> _Activity_: Reproduce the closing run of lines below verbatim, from the line that contains "pub(crate) fn split<V: Clone" up to and including the final line.

> _Task input_:
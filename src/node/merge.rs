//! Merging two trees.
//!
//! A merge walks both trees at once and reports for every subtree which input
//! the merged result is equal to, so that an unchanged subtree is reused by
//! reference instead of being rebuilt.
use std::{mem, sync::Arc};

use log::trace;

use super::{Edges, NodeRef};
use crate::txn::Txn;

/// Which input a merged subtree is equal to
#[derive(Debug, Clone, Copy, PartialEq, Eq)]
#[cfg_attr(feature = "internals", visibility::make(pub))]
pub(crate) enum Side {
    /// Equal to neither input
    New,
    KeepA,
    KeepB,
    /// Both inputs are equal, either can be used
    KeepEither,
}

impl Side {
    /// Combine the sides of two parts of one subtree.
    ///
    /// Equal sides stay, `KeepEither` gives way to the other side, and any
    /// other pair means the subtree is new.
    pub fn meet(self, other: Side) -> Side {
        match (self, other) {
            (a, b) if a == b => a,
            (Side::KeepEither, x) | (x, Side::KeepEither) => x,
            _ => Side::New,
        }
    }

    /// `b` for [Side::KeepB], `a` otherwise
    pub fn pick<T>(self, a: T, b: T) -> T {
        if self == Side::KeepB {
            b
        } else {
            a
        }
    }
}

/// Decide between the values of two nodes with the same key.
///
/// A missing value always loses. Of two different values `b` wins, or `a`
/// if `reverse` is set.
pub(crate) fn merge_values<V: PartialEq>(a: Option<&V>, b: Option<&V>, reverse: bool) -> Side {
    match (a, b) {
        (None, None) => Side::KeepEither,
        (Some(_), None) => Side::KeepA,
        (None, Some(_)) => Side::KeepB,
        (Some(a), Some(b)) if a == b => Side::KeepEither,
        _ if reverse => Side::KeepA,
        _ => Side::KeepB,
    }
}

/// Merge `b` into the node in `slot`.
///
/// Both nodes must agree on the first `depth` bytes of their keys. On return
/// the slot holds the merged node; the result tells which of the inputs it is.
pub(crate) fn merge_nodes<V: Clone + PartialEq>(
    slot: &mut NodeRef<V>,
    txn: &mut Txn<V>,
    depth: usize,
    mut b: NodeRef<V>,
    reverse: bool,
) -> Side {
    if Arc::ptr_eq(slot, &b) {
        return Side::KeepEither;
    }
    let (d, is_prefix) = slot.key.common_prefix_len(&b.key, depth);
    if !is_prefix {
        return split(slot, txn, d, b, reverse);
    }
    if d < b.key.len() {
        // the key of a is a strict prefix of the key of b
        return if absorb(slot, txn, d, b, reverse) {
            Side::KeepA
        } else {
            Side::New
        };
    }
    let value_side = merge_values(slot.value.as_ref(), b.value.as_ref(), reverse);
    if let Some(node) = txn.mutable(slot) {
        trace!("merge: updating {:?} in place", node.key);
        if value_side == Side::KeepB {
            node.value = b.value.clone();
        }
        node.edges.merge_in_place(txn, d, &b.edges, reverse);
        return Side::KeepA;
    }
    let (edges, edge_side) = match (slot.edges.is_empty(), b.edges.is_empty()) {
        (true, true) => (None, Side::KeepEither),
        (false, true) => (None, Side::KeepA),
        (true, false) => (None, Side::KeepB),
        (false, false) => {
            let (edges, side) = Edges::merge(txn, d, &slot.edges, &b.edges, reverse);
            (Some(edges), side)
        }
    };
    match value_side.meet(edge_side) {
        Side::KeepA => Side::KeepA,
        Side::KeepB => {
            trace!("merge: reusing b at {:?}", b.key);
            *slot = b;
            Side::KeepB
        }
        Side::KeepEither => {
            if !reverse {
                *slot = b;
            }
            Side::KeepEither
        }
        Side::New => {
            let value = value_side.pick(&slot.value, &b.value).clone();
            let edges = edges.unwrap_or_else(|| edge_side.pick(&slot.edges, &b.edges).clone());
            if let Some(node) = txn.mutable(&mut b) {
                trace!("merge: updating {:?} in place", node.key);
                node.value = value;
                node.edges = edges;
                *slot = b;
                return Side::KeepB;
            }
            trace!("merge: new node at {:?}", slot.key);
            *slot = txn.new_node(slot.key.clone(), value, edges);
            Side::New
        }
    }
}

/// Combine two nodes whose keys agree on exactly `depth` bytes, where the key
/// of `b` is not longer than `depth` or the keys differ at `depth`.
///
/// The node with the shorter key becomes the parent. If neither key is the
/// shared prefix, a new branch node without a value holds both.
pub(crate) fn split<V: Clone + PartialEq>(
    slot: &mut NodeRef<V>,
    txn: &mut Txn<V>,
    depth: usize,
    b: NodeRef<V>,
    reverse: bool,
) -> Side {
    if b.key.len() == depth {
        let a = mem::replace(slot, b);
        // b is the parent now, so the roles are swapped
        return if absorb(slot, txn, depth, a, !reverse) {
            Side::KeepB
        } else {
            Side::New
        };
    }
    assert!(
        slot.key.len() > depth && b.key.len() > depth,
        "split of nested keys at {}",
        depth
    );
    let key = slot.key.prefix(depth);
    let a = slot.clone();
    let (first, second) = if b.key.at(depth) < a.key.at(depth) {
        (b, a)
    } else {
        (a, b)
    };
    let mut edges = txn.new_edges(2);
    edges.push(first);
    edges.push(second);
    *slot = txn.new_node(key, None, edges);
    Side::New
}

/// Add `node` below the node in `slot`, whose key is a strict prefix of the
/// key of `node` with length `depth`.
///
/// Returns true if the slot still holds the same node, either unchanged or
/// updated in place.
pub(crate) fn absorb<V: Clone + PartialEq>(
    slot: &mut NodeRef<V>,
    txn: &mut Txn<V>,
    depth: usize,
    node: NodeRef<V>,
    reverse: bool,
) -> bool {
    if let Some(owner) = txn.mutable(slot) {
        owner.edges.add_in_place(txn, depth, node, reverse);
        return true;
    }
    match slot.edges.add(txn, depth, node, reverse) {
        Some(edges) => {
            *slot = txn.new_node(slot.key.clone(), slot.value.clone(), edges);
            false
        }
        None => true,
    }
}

> _Task answer_:
pub(crate) fn split<V: Clone + PartialEq>(
    slot: &mut NodeRef<V>,
    txn: &mut Txn<V>,
    depth: usize,
    b: NodeRef<V>,
    reverse: bool,
) -> Side {
    if b.key.len() == depth {
        let a = mem::replace(slot, b);
        // b is the parent now, so the roles are swapped
        return if absorb(slot, txn, depth, a, !reverse) {
            Side::KeepB
        } else {
            Side::New
        };
    }
    assert!(
        slot.key.len() > depth && b.key.len() > depth,
        "split of nested keys at {}",
        depth
    );
    let key = slot.key.prefix(depth);
    let a = slot.clone();
    let (first, second) = if b.key.at(depth) < a.key.at(depth) {
        (b, a)
    } else {
        (a, b)
    };
    let mut edges = txn.new_edges(2);
    edges.push(first);
    edges.push(second);
    *slot = txn.new_node(key, None, edges);
    Side::New
}

/// Add `node` below the node in `slot`, whose key is a strict prefix of the
/// key of `node` with length `depth`.
///
/// Returns true if the slot still holds the same node, either unchanged or
/// updated in place.
pub(crate) fn absorb<V: Clone + PartialEq>(
    slot: &mut NodeRef<V>,
    txn: &mut Txn<V>,
    depth: usize,
    node: NodeRef<V>,
    reverse: bool,
) -> bool {
    if let Some(owner) = txn.mutable(slot) {
        owner.edges.add_in_place(txn, depth, node, reverse);
        return true;
    }
    match slot.edges.add(txn, depth, node, reverse) {
        Some(edges) => {
            *slot = txn.new_node(slot.key.clone(), slot.value.clone(), edges);
            false
        }
        None => true,
    }
}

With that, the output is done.